Collected data
----
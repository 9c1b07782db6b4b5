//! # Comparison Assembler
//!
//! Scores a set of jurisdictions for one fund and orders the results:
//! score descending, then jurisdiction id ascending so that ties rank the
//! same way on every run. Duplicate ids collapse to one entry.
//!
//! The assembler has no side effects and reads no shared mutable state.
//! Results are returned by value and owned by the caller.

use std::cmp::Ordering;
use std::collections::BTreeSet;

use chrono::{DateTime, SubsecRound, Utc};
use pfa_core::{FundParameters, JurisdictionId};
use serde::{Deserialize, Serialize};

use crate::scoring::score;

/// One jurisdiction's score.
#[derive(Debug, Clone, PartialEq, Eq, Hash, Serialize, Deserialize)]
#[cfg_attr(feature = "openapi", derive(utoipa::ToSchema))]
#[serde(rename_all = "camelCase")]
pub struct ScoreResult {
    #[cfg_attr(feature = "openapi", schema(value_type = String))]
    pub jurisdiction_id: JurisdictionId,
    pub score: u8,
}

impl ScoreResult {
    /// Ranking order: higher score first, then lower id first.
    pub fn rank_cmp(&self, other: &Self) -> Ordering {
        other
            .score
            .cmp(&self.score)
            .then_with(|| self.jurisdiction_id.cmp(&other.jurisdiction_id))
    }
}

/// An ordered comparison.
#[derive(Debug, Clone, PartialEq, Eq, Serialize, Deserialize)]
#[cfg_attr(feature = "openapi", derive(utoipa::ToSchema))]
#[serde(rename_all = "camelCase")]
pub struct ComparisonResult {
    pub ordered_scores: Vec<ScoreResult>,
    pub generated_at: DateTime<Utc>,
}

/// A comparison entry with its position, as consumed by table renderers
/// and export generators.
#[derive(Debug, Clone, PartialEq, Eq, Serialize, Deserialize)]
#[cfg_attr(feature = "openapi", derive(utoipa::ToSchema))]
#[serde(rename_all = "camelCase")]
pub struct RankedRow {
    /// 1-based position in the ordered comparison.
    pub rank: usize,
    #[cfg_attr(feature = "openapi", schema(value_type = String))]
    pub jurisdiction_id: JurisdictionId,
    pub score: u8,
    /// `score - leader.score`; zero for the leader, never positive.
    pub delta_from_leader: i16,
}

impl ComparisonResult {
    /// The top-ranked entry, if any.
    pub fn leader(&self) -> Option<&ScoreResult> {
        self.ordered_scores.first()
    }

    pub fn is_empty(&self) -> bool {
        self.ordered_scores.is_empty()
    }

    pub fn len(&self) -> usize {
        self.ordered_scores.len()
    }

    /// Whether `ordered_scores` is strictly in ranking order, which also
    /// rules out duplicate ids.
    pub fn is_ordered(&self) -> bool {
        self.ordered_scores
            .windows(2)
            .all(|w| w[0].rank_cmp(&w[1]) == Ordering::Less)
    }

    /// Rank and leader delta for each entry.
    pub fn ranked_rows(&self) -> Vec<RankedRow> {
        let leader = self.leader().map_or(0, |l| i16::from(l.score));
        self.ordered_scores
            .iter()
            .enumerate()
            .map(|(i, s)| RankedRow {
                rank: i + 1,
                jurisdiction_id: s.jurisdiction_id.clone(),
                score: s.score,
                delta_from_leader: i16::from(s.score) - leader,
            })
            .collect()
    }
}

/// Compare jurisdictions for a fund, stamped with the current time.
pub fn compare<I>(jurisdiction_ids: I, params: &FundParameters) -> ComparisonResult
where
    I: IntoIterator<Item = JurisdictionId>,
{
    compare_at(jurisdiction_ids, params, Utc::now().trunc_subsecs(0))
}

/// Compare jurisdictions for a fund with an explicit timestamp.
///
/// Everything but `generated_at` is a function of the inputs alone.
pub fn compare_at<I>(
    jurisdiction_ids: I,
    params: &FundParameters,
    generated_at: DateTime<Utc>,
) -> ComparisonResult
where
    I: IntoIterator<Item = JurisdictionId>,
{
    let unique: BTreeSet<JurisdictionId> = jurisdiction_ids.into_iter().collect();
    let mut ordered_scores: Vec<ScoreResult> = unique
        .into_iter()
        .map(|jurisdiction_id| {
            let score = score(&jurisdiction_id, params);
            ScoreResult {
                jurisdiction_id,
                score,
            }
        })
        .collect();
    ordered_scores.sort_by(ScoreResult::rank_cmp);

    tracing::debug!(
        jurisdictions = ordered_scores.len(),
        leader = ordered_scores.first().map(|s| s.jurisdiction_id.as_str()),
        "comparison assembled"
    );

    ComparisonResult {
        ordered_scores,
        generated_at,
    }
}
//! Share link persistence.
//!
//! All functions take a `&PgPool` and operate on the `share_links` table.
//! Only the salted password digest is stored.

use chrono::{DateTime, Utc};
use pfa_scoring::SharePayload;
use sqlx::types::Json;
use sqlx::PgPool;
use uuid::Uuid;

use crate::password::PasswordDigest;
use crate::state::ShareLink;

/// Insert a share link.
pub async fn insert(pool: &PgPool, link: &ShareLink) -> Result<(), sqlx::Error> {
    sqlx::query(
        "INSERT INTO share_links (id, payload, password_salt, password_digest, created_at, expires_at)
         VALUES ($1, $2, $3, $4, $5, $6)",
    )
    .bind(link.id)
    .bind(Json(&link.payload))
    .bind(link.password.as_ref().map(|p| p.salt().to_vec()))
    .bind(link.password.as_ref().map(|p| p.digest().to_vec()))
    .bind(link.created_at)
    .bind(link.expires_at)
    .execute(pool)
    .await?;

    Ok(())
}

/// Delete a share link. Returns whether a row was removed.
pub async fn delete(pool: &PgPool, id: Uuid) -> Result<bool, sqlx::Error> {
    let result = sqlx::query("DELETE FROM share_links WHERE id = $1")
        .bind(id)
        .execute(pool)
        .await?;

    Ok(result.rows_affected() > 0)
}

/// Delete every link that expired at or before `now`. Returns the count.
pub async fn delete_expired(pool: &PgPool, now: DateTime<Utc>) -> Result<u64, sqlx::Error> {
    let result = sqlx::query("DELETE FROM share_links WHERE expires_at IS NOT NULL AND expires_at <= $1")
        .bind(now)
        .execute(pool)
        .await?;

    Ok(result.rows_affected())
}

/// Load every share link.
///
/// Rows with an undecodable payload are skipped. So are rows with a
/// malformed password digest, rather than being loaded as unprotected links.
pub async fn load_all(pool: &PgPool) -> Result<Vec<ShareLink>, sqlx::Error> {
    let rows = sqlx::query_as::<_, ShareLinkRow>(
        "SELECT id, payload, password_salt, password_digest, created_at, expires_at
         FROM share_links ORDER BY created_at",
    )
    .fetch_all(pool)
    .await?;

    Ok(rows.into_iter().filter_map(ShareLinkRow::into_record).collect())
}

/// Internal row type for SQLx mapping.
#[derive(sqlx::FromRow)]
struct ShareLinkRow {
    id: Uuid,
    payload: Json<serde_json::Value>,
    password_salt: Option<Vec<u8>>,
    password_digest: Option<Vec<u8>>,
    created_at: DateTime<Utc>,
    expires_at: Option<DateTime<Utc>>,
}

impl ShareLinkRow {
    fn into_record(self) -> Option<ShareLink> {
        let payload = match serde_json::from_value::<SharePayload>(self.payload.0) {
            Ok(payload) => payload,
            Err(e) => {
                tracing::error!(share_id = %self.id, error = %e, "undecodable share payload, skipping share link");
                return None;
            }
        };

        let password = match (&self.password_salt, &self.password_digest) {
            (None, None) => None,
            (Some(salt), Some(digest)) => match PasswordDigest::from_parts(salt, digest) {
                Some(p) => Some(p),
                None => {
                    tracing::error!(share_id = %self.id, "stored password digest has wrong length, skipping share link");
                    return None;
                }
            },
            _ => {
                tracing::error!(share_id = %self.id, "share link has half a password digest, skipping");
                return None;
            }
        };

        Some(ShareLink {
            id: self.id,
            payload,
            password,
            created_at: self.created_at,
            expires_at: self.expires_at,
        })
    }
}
----
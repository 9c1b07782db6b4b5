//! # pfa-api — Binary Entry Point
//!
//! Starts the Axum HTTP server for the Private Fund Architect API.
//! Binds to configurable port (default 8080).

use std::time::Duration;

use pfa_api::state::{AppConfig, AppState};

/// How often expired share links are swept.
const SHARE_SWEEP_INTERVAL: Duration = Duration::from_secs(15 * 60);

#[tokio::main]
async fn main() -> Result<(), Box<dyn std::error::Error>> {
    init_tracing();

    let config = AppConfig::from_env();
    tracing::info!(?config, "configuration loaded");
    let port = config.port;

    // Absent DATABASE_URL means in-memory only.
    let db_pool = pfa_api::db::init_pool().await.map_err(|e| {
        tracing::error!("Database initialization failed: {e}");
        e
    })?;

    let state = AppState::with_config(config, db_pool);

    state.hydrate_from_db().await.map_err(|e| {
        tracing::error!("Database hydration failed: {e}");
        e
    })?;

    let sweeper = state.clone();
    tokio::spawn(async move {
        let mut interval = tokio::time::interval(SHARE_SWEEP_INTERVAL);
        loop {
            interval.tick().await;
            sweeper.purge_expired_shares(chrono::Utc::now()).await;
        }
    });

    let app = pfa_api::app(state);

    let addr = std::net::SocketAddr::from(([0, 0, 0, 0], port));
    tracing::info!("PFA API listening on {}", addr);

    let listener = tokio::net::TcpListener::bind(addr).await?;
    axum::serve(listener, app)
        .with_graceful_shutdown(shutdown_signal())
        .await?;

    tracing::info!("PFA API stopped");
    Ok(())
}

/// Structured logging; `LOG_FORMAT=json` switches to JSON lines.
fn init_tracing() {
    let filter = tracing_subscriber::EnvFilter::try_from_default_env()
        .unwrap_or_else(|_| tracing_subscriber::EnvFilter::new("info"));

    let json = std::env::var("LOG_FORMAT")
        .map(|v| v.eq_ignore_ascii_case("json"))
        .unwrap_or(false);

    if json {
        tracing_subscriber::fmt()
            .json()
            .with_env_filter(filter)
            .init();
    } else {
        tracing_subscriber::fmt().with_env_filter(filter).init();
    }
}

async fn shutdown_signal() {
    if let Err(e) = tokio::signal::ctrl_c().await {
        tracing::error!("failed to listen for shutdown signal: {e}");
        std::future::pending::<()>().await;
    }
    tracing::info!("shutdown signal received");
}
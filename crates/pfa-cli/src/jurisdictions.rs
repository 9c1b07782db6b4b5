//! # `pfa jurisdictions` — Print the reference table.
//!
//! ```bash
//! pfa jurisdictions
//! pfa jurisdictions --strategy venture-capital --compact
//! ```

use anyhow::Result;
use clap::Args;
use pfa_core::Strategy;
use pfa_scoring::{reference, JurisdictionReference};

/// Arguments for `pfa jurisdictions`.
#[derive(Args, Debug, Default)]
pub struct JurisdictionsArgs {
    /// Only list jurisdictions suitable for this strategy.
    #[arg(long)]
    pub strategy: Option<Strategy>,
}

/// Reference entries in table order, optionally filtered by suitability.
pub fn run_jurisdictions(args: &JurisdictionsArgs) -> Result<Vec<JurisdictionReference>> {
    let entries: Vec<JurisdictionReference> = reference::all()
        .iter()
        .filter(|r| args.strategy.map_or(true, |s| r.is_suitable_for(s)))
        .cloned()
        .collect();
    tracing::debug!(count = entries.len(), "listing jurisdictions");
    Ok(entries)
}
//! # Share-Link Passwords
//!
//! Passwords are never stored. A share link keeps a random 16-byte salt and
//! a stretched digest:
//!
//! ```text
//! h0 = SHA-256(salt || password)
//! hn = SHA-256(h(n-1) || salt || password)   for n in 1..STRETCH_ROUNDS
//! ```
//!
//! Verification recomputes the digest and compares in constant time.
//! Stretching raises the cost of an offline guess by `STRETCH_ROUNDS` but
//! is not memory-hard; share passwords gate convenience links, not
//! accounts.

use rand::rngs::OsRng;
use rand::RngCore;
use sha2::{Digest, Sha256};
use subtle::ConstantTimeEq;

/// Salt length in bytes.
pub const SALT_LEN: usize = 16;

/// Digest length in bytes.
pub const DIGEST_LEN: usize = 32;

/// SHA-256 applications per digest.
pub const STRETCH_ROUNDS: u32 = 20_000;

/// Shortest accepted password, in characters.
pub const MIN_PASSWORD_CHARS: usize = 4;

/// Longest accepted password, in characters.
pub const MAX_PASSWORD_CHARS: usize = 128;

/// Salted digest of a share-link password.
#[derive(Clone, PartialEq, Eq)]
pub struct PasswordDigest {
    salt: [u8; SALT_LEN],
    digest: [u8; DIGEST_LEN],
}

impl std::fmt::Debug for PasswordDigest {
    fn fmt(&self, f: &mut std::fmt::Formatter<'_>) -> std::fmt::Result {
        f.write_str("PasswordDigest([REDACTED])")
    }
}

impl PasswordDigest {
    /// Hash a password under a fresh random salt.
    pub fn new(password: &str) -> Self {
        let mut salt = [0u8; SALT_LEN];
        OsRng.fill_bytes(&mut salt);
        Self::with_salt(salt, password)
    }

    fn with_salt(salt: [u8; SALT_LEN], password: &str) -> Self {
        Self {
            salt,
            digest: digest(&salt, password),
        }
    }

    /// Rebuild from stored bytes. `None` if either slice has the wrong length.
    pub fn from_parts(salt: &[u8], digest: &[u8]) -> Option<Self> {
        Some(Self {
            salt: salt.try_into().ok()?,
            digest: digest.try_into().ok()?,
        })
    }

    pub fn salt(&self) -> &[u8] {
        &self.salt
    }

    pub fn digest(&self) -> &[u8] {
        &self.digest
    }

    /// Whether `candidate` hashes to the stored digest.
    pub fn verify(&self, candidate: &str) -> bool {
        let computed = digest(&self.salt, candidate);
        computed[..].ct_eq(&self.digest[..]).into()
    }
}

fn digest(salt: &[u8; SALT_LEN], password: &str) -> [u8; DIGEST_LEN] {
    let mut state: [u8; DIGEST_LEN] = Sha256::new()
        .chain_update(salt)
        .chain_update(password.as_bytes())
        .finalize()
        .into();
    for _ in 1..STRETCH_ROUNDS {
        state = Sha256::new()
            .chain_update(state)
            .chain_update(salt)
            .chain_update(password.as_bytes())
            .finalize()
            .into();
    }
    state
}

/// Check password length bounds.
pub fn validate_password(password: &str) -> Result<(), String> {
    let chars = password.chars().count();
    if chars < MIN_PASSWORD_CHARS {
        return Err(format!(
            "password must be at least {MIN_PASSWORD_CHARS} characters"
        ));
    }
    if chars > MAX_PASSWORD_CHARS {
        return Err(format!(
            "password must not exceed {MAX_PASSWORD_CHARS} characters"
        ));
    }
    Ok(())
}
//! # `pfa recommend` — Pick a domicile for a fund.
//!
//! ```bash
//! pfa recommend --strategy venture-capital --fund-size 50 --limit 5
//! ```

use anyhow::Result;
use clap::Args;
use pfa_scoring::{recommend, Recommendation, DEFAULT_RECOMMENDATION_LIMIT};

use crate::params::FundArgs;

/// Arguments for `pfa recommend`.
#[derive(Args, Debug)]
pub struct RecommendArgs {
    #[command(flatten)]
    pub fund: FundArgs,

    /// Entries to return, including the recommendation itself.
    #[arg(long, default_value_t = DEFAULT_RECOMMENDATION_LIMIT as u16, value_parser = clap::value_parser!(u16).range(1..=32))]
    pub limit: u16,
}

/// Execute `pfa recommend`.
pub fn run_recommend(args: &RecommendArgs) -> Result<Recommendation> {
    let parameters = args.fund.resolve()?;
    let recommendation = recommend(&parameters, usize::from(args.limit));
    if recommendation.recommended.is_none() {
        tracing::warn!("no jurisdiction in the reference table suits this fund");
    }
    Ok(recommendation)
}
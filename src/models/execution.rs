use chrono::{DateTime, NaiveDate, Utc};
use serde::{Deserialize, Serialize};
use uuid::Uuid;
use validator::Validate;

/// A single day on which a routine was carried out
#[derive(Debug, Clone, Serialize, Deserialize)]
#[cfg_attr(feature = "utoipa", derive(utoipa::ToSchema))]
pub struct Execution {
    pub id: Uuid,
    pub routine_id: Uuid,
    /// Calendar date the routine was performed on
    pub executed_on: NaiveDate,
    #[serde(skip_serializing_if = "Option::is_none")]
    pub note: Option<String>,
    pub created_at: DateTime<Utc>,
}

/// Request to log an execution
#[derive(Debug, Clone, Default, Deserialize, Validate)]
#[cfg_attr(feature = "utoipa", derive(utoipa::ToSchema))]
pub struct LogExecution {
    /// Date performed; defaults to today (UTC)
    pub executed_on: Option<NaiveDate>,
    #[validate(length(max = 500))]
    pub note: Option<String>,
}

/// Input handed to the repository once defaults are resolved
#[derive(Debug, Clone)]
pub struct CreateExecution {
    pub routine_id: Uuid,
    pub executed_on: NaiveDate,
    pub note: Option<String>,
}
----
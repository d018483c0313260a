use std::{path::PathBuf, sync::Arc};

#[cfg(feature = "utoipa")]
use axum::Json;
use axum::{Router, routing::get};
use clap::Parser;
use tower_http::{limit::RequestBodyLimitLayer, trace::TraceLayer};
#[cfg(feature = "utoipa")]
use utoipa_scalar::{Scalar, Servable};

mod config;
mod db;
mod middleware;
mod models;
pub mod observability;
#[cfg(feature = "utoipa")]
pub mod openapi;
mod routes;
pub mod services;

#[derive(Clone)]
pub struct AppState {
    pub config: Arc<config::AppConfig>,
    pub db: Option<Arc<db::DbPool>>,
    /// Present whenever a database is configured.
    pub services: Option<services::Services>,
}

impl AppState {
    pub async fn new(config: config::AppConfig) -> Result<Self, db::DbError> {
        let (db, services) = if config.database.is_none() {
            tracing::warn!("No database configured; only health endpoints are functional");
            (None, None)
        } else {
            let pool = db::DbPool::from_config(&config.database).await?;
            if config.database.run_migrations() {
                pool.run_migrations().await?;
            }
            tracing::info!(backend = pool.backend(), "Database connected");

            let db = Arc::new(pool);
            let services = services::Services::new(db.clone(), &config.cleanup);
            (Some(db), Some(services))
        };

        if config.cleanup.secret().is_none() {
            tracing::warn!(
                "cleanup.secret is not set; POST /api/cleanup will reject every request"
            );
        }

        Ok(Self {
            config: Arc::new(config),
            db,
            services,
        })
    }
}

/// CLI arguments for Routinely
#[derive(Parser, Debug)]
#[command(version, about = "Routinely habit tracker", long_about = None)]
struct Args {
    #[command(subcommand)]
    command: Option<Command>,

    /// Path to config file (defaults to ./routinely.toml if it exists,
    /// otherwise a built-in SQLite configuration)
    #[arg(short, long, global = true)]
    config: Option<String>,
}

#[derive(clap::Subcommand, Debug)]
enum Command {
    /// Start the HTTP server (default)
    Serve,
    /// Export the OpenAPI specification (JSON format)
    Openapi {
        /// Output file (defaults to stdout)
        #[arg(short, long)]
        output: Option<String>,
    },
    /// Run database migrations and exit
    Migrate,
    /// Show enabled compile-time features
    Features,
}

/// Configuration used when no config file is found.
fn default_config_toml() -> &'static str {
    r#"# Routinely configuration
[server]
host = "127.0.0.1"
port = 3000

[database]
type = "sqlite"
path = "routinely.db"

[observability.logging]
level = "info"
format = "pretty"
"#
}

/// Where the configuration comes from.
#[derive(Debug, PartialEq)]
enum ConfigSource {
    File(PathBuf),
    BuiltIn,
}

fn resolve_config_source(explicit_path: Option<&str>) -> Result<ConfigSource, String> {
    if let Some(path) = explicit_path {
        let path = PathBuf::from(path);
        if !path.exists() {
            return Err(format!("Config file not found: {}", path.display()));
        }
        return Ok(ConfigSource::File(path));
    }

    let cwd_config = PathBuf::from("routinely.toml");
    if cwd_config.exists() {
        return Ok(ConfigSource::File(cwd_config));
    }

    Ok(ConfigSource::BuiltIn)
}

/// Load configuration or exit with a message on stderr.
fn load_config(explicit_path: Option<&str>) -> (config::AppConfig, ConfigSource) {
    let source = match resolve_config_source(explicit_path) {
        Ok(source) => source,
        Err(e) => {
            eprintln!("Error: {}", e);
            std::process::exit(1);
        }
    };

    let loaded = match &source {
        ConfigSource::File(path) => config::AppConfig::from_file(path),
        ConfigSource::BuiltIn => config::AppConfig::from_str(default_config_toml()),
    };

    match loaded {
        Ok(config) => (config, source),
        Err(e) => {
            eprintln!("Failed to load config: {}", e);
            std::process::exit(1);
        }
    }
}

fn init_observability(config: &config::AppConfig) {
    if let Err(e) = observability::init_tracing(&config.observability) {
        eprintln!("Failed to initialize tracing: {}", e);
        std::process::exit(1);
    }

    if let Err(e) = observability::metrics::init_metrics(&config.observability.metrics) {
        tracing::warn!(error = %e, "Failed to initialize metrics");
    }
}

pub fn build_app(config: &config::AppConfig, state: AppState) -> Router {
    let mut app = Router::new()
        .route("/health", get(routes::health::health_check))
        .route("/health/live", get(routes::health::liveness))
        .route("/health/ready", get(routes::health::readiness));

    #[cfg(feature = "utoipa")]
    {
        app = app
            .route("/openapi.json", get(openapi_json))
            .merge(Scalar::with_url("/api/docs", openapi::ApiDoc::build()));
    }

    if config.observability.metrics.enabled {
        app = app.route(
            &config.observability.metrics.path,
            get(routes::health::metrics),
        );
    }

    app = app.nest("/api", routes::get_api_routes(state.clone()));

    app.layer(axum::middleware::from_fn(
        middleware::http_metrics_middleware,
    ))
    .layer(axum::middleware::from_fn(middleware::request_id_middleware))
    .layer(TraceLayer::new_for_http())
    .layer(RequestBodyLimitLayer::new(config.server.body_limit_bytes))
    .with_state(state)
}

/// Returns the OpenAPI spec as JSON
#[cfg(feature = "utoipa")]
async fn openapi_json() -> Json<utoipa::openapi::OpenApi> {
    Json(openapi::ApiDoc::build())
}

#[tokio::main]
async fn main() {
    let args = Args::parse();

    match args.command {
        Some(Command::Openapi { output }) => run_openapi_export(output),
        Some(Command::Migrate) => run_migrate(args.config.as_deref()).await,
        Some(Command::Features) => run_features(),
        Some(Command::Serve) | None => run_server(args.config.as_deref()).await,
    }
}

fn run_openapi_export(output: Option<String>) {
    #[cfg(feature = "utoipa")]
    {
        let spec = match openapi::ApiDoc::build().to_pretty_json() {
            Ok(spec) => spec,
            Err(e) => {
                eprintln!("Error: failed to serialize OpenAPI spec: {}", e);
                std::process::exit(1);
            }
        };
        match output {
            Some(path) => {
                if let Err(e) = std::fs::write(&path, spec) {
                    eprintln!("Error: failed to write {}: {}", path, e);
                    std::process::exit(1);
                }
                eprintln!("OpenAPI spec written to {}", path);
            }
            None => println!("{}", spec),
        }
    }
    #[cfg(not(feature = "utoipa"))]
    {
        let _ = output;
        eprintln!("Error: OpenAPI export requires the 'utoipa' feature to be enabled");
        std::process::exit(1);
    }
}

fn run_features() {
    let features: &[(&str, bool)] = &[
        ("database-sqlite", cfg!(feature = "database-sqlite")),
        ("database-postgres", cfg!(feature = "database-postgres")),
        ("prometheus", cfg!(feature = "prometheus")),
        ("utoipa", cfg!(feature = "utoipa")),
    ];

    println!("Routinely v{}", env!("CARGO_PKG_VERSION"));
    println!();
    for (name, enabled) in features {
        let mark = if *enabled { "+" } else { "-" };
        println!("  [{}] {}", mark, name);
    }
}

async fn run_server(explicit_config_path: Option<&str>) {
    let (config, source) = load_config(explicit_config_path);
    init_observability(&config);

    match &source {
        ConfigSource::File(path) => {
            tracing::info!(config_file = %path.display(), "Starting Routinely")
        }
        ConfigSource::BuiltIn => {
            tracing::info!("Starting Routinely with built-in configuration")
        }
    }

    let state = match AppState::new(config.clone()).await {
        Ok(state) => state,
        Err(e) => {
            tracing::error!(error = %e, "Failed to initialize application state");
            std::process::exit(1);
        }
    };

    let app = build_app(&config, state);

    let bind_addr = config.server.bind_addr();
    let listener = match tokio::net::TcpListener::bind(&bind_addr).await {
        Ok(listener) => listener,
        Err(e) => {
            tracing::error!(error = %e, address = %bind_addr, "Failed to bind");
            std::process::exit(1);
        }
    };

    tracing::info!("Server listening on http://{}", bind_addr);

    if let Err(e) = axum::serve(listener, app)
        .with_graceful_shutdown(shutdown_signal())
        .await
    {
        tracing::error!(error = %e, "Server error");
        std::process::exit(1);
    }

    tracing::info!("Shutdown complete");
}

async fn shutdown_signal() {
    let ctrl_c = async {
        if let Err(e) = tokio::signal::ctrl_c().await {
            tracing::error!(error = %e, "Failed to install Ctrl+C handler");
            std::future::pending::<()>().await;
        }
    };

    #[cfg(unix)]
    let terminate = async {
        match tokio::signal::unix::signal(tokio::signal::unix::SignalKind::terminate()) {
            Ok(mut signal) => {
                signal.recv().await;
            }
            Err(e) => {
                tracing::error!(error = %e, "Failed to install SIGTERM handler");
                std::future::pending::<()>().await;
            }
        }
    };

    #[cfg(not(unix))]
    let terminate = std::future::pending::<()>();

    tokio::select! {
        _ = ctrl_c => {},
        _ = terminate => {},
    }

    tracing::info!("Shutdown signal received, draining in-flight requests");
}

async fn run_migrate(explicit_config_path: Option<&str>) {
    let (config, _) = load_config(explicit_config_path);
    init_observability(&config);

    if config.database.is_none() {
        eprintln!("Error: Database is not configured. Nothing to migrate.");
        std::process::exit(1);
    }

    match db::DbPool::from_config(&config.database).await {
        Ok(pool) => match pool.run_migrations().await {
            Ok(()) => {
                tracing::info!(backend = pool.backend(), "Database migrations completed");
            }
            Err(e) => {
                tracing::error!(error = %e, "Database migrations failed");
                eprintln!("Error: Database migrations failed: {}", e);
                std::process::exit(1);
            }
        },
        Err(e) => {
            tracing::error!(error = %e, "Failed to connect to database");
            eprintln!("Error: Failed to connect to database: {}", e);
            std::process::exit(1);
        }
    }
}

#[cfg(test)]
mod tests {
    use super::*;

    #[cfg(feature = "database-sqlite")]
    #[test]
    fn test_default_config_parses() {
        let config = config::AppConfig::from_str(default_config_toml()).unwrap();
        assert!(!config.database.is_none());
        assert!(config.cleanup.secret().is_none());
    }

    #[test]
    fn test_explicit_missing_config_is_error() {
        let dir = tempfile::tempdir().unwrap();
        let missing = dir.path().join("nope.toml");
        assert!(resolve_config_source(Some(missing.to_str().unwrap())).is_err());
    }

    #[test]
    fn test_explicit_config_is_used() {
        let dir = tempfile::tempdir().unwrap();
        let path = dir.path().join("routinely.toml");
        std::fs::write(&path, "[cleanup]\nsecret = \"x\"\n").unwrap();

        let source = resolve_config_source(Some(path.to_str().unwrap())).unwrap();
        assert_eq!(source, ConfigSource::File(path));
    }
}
----
_Work task_: Locate the lines above that hold the word "JurisdictionReference". Show every one of them.

_Result_:
use pfa_scoring::{reference, JurisdictionReference};
pub fn run_jurisdictions(args: &JurisdictionsArgs) -> Result<Vec<JurisdictionReference>> {
    let entries: Vec<JurisdictionReference> = reference::all()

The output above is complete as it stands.